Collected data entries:

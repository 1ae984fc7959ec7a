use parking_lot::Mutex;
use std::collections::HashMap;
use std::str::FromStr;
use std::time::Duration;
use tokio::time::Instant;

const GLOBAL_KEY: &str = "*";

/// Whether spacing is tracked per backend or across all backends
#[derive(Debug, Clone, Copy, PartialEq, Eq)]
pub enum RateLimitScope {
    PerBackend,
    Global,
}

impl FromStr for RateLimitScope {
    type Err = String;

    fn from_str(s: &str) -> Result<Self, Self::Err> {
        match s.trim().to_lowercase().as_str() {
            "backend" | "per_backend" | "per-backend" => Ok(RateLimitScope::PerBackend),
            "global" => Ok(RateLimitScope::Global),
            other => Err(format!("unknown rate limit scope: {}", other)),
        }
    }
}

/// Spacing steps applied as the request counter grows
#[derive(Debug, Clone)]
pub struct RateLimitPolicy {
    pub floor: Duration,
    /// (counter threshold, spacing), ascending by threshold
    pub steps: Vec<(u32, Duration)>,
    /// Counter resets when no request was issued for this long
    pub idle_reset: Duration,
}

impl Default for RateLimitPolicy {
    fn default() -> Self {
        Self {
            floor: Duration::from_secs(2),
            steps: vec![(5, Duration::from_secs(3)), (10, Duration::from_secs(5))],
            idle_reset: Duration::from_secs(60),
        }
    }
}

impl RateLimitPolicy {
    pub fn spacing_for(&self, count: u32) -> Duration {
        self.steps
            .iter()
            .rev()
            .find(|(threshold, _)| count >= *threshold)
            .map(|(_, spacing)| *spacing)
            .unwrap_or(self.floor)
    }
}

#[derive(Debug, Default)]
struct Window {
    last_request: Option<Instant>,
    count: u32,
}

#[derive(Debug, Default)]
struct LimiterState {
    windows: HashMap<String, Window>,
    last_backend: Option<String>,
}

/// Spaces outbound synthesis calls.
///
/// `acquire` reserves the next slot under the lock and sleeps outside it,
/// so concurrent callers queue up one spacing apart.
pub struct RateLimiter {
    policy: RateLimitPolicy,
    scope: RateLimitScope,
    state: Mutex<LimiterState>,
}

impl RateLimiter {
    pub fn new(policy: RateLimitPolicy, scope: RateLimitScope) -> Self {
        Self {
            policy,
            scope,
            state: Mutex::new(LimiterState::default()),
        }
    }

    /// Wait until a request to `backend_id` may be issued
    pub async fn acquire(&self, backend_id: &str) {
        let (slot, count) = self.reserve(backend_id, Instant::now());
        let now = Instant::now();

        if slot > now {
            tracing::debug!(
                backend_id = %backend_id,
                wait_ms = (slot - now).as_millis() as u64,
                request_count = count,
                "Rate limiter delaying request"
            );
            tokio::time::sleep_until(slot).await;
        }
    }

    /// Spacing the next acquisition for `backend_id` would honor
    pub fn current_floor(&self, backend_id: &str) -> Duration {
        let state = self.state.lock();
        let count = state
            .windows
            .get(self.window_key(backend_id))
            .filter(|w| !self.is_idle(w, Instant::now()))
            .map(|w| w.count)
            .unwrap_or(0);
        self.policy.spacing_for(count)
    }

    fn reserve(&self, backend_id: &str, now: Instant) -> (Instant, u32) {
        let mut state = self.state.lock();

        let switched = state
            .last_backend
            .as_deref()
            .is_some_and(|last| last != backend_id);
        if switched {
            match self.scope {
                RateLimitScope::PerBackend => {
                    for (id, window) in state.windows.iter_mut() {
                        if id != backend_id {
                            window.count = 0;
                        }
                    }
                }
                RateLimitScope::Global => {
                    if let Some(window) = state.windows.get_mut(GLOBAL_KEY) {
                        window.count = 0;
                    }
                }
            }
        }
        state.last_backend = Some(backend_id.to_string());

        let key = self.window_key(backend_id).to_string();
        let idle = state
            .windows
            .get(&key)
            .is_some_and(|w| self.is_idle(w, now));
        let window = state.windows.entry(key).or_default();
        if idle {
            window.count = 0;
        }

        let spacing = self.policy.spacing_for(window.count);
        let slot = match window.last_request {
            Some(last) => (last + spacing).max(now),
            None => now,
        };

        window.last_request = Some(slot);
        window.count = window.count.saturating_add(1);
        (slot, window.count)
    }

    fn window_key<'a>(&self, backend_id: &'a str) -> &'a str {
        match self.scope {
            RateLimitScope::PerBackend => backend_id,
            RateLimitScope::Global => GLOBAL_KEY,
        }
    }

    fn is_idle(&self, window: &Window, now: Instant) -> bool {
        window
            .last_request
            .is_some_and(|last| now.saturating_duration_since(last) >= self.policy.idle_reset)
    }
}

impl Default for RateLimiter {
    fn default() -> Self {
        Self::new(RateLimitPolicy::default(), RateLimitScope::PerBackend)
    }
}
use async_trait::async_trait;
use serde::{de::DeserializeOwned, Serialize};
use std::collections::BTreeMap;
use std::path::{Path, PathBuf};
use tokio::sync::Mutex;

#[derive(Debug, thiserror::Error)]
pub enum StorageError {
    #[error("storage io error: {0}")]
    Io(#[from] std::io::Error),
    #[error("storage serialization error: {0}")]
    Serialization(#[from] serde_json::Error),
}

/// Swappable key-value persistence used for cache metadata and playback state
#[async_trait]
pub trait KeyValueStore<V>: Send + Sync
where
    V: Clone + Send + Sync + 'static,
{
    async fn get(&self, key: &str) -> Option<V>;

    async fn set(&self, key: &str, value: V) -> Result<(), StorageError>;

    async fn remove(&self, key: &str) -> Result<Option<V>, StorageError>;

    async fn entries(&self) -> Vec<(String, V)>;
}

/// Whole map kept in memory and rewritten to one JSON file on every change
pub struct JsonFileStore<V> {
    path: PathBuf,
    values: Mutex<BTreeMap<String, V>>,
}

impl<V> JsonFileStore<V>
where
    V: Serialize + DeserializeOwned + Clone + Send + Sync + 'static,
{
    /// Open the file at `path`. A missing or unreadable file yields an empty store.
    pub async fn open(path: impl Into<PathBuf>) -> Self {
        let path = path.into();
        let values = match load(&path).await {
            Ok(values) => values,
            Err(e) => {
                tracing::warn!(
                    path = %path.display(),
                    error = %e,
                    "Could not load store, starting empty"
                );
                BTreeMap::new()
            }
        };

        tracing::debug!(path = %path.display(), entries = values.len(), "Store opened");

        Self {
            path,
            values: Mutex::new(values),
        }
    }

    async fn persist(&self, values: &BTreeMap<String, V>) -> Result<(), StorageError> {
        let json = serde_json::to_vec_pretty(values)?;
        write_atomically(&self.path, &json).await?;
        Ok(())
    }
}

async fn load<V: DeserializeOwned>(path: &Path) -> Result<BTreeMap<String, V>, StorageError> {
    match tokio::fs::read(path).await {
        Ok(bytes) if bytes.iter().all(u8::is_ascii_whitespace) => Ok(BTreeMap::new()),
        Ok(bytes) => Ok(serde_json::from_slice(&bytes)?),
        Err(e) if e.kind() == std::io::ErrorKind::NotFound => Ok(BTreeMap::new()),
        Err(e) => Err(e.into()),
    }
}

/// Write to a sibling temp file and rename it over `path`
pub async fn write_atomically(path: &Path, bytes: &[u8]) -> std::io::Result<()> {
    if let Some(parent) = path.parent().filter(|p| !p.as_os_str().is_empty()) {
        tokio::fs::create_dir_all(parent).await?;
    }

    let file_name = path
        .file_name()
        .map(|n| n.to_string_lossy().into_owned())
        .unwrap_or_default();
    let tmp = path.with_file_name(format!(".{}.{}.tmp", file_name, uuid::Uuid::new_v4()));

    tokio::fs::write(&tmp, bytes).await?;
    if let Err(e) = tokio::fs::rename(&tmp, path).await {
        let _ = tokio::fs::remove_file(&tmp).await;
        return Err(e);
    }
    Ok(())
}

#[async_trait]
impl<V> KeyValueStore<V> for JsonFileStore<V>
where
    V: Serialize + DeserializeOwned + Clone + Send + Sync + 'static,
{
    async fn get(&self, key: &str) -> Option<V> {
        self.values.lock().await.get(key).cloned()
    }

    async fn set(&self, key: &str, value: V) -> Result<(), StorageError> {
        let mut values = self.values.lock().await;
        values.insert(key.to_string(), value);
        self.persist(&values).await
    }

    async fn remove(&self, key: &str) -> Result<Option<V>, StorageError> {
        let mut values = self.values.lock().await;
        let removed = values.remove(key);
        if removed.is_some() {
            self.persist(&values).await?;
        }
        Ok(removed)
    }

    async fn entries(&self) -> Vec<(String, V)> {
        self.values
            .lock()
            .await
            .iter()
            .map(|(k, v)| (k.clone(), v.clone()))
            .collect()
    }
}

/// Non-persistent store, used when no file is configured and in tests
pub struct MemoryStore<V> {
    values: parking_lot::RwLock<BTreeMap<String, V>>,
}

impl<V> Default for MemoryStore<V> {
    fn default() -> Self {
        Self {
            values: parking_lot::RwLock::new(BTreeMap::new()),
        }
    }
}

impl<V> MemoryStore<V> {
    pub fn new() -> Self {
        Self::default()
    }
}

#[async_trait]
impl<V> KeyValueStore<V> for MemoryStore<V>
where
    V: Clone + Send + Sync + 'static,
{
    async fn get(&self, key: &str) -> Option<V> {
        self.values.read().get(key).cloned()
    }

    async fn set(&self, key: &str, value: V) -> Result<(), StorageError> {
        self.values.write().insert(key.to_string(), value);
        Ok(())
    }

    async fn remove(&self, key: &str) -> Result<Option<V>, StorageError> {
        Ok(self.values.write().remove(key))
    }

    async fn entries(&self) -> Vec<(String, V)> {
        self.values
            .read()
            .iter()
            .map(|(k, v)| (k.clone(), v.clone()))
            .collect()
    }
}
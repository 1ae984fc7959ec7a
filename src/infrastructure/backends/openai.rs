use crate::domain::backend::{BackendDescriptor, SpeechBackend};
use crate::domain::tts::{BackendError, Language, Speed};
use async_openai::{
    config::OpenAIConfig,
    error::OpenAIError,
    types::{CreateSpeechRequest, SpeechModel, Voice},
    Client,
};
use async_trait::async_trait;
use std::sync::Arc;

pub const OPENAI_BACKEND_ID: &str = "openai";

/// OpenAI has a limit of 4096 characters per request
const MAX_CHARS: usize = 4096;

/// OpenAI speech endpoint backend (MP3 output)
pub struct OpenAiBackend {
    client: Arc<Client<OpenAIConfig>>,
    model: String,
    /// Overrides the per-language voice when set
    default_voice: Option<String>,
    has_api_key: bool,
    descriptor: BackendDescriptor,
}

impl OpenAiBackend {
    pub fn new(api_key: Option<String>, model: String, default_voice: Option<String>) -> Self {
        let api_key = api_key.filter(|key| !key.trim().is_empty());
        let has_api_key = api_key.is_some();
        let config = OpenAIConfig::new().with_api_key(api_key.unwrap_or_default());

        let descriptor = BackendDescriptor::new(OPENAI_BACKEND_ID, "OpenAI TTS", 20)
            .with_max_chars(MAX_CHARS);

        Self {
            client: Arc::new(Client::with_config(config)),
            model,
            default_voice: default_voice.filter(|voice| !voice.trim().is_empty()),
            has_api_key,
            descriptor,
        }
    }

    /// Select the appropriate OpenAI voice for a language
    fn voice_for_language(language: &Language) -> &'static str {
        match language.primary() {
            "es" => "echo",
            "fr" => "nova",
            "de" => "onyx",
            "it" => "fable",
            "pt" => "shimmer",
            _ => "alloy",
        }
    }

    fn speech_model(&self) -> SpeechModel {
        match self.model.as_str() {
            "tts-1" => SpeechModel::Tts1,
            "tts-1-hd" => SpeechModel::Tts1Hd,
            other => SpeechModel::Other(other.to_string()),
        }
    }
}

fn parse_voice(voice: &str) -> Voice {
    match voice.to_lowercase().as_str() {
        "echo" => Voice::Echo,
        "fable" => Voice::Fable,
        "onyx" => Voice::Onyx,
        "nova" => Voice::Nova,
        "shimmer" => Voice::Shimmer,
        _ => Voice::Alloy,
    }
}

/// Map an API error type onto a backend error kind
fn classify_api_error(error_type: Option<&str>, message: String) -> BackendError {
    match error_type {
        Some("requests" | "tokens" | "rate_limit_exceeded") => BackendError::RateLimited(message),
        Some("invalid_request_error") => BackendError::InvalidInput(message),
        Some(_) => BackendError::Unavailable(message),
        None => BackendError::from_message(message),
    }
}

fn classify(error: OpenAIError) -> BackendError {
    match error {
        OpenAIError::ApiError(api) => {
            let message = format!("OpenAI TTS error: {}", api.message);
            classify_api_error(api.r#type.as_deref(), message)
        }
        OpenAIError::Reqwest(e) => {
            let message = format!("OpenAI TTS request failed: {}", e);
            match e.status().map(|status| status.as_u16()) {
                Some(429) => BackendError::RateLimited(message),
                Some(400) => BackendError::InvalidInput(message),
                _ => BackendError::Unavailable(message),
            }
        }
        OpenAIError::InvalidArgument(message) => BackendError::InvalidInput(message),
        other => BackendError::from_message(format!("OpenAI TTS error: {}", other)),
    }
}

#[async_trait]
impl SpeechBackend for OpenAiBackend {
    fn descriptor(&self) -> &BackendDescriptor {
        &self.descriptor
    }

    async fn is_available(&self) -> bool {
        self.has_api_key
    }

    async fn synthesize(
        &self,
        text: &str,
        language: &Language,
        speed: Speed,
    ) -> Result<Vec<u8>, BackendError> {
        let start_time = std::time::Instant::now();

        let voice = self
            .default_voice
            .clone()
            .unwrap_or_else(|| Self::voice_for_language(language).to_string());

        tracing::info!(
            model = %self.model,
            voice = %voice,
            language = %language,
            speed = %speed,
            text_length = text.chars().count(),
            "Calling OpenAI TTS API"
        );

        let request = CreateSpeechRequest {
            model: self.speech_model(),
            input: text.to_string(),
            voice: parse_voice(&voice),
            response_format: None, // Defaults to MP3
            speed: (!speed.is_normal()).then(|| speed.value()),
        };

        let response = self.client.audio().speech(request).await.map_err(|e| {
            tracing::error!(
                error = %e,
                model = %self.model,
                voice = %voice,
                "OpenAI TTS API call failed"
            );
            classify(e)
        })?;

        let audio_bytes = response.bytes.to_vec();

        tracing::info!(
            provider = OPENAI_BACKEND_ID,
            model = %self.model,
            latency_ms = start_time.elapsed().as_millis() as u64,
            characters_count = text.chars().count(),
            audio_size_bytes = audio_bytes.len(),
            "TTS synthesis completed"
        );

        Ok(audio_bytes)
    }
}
* * *
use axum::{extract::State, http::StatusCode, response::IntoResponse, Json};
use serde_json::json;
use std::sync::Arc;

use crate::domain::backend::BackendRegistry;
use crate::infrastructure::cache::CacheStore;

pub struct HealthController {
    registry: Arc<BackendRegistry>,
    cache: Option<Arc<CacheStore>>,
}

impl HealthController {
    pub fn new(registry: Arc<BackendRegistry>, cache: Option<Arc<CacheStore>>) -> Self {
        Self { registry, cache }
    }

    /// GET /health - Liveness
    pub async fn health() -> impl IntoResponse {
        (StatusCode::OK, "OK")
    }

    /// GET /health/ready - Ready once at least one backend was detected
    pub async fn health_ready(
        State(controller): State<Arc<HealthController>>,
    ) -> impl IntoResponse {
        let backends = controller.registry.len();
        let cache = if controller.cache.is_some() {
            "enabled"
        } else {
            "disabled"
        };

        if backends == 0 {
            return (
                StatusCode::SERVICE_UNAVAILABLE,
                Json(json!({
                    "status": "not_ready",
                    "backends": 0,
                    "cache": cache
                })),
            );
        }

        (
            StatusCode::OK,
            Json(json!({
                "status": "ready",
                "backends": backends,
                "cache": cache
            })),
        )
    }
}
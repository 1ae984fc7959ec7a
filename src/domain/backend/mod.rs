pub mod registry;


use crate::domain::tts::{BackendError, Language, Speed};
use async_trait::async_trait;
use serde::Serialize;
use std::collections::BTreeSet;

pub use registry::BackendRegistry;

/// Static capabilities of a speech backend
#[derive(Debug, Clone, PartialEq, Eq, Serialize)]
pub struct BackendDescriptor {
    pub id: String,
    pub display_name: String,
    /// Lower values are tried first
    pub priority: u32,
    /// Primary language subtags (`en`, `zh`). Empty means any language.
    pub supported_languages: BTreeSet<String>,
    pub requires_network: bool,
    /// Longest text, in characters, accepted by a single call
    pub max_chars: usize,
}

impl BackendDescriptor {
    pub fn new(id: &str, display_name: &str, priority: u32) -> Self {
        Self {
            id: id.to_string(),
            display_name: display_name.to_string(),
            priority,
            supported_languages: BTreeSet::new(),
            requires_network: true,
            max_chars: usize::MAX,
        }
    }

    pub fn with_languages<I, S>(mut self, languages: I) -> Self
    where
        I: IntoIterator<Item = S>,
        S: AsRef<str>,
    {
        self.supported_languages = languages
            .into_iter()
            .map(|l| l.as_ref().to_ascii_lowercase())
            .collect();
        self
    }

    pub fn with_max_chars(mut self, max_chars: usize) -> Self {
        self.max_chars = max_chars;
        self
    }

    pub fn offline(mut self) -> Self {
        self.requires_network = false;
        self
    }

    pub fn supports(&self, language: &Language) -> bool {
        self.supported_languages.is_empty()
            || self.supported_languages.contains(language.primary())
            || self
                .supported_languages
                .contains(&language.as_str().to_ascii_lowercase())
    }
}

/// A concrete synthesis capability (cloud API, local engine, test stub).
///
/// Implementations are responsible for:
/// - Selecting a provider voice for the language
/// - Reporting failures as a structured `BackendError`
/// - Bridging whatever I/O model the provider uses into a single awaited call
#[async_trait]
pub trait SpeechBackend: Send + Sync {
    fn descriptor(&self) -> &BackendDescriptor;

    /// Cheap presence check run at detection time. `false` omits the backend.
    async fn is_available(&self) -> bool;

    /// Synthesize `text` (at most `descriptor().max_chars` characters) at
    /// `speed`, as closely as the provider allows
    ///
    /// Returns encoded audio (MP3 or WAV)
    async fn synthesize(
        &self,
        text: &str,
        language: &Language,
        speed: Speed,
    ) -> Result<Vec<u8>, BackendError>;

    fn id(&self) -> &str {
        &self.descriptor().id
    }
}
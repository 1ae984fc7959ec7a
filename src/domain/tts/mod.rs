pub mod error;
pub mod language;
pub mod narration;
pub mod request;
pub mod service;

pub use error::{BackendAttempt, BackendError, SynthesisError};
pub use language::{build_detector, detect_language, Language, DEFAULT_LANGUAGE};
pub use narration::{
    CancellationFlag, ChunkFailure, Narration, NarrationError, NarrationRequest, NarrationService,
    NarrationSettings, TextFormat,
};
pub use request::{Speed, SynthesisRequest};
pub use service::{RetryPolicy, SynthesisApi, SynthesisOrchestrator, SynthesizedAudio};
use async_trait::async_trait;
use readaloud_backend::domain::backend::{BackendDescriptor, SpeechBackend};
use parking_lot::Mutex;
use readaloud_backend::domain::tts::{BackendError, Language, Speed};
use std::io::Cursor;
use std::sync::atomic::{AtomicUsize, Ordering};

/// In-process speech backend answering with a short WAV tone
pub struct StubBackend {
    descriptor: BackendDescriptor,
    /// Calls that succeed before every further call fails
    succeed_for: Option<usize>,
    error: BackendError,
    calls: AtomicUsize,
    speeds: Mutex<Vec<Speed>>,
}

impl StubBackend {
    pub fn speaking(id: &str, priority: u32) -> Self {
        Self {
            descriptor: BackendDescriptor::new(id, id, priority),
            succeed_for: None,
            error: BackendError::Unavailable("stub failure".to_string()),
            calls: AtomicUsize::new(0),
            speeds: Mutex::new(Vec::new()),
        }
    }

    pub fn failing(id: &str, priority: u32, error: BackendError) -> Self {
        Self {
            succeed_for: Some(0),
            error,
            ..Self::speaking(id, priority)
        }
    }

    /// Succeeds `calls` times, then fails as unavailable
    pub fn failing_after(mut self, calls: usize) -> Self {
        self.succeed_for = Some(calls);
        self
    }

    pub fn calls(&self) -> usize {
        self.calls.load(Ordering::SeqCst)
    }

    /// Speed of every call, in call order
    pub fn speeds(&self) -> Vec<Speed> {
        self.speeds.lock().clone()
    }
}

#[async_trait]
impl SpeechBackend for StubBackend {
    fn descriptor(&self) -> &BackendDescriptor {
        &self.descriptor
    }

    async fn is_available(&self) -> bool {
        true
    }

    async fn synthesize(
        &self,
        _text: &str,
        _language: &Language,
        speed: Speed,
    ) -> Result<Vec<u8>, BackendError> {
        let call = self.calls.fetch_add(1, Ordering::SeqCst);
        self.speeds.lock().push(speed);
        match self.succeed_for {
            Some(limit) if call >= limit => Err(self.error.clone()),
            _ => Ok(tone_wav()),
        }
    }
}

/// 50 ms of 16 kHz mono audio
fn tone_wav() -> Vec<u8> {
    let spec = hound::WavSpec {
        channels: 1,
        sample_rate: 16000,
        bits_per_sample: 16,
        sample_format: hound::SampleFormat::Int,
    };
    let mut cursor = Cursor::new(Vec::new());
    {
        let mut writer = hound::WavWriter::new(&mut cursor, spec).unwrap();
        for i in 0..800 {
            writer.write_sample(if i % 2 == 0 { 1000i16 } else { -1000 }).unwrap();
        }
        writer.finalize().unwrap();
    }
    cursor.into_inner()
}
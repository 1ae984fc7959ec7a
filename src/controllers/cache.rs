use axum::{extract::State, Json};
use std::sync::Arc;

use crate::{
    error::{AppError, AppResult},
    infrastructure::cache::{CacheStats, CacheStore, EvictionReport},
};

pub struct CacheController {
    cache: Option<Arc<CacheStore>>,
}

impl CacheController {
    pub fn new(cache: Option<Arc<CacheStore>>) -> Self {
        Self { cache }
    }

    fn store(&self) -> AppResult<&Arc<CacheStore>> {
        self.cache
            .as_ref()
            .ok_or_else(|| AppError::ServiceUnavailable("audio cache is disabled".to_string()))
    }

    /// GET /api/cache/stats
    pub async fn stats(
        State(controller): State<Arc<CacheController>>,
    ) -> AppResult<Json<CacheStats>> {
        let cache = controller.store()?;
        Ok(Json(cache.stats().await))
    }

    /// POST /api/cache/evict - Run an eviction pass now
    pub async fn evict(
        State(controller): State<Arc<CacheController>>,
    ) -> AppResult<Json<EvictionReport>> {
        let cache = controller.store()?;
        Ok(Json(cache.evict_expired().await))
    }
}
---
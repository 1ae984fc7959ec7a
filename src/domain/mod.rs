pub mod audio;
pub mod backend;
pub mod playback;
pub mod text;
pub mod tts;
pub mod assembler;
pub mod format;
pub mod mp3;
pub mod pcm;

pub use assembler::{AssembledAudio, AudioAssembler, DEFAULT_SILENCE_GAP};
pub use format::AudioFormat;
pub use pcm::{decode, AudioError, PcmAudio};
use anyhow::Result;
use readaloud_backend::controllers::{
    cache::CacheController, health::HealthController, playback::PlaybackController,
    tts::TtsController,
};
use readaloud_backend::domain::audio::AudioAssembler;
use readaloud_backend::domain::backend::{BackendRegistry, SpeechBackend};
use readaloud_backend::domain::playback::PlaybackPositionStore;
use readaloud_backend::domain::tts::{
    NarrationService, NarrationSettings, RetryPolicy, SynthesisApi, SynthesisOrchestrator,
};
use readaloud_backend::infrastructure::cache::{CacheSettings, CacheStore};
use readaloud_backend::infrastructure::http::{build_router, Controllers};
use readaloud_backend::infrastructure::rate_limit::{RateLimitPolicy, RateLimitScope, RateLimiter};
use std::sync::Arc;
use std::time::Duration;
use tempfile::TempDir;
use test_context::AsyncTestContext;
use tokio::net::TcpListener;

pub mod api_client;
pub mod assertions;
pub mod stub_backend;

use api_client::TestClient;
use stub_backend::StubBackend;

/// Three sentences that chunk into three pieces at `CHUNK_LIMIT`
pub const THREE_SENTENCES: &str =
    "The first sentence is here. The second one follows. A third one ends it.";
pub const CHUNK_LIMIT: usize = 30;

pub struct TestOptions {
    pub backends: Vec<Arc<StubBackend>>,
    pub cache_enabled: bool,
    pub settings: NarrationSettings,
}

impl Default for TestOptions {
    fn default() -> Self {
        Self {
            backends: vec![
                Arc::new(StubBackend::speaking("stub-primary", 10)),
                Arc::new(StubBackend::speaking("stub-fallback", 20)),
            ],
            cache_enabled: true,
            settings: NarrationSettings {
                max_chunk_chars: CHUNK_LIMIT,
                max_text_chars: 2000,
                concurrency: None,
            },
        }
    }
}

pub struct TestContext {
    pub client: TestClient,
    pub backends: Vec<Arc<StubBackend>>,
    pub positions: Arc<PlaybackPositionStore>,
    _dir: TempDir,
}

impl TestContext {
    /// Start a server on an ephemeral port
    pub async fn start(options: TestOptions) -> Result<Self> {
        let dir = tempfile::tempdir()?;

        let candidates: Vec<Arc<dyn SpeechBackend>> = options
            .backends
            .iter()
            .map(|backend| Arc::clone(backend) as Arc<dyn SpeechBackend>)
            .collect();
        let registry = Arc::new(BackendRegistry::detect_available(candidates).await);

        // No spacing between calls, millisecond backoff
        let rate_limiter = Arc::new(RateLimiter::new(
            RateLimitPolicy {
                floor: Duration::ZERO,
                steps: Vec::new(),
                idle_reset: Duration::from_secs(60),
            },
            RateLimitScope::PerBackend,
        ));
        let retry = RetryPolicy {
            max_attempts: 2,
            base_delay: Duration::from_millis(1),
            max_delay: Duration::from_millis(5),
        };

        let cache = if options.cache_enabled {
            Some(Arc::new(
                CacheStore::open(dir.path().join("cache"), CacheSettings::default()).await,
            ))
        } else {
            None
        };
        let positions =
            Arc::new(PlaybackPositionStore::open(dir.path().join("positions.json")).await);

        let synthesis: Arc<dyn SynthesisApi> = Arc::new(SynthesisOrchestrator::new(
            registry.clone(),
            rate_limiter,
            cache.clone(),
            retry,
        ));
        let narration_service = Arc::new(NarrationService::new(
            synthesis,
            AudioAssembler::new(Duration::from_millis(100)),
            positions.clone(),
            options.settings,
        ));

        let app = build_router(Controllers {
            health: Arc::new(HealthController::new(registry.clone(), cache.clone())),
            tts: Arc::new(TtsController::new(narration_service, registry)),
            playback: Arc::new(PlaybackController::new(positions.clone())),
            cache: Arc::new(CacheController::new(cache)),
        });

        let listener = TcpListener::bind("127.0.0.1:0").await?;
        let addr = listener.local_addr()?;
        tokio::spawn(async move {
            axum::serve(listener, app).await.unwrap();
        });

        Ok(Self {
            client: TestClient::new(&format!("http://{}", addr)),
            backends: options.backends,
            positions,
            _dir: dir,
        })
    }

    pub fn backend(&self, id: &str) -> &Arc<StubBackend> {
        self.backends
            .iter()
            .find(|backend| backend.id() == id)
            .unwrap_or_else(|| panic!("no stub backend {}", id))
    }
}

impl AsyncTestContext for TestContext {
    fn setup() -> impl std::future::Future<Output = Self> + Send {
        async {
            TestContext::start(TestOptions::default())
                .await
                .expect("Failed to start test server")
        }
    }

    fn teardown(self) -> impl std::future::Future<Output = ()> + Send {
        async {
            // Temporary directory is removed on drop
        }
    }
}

EXERCISE DETAILS:
Your answer should be the exact lines above from the one with "a speech backend" through the one with "async fn is_available(&self) -> bool;", both included, and nothing besides.

EXERCISE OUTPUT:
/// Static capabilities of a speech backend
#[derive(Debug, Clone, PartialEq, Eq, Serialize)]
pub struct BackendDescriptor {
    pub id: String,
    pub display_name: String,
    /// Lower values are tried first
    pub priority: u32,
    /// Primary language subtags (`en`, `zh`). Empty means any language.
    pub supported_languages: BTreeSet<String>,
    pub requires_network: bool,
    /// Longest text, in characters, accepted by a single call
    pub max_chars: usize,
}

impl BackendDescriptor {
    pub fn new(id: &str, display_name: &str, priority: u32) -> Self {
        Self {
            id: id.to_string(),
            display_name: display_name.to_string(),
            priority,
            supported_languages: BTreeSet::new(),
            requires_network: true,
            max_chars: usize::MAX,
        }
    }

    pub fn with_languages<I, S>(mut self, languages: I) -> Self
    where
        I: IntoIterator<Item = S>,
        S: AsRef<str>,
    {
        self.supported_languages = languages
            .into_iter()
            .map(|l| l.as_ref().to_ascii_lowercase())
            .collect();
        self
    }

    pub fn with_max_chars(mut self, max_chars: usize) -> Self {
        self.max_chars = max_chars;
        self
    }

    pub fn offline(mut self) -> Self {
        self.requires_network = false;
        self
    }

    pub fn supports(&self, language: &Language) -> bool {
        self.supported_languages.is_empty()
            || self.supported_languages.contains(language.primary())
            || self
                .supported_languages
                .contains(&language.as_str().to_ascii_lowercase())
    }
}

/// A concrete synthesis capability (cloud API, local engine, test stub).
///
/// Implementations are responsible for:
/// - Selecting a provider voice for the language
/// - Reporting failures as a structured `BackendError`
/// - Bridging whatever I/O model the provider uses into a single awaited call
#[async_trait]
pub trait SpeechBackend: Send + Sync {
    fn descriptor(&self) -> &BackendDescriptor;

    /// Cheap presence check run at detection time. `false` omits the backend.
    async fn is_available(&self) -> bool;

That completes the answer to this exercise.